**Task description**.
Every line of the material is to be set down again without any change.

**Records for the task**.
*** Block opens ***

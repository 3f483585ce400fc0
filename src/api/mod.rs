//! HTTP interface: upload page, background processing and log polling.

pub mod pages;
pub mod run_manager;
mod routes;
pub mod types;

pub use routes::{router, serve, AppState};
pub use run_manager::{RunManager, RunState, StartError, WorkflowRun};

*** Block closes ***

**Exercise solution**.
repository 3f483585ce400fc0
filename src/api/mod.rs
//! HTTP interface: upload page, background processing and log polling.

pub mod pages;
pub mod run_manager;
mod routes;
pub mod types;

pub use routes::{router, serve, AppState};
pub use run_manager::{RunManager, RunState, StartError, WorkflowRun};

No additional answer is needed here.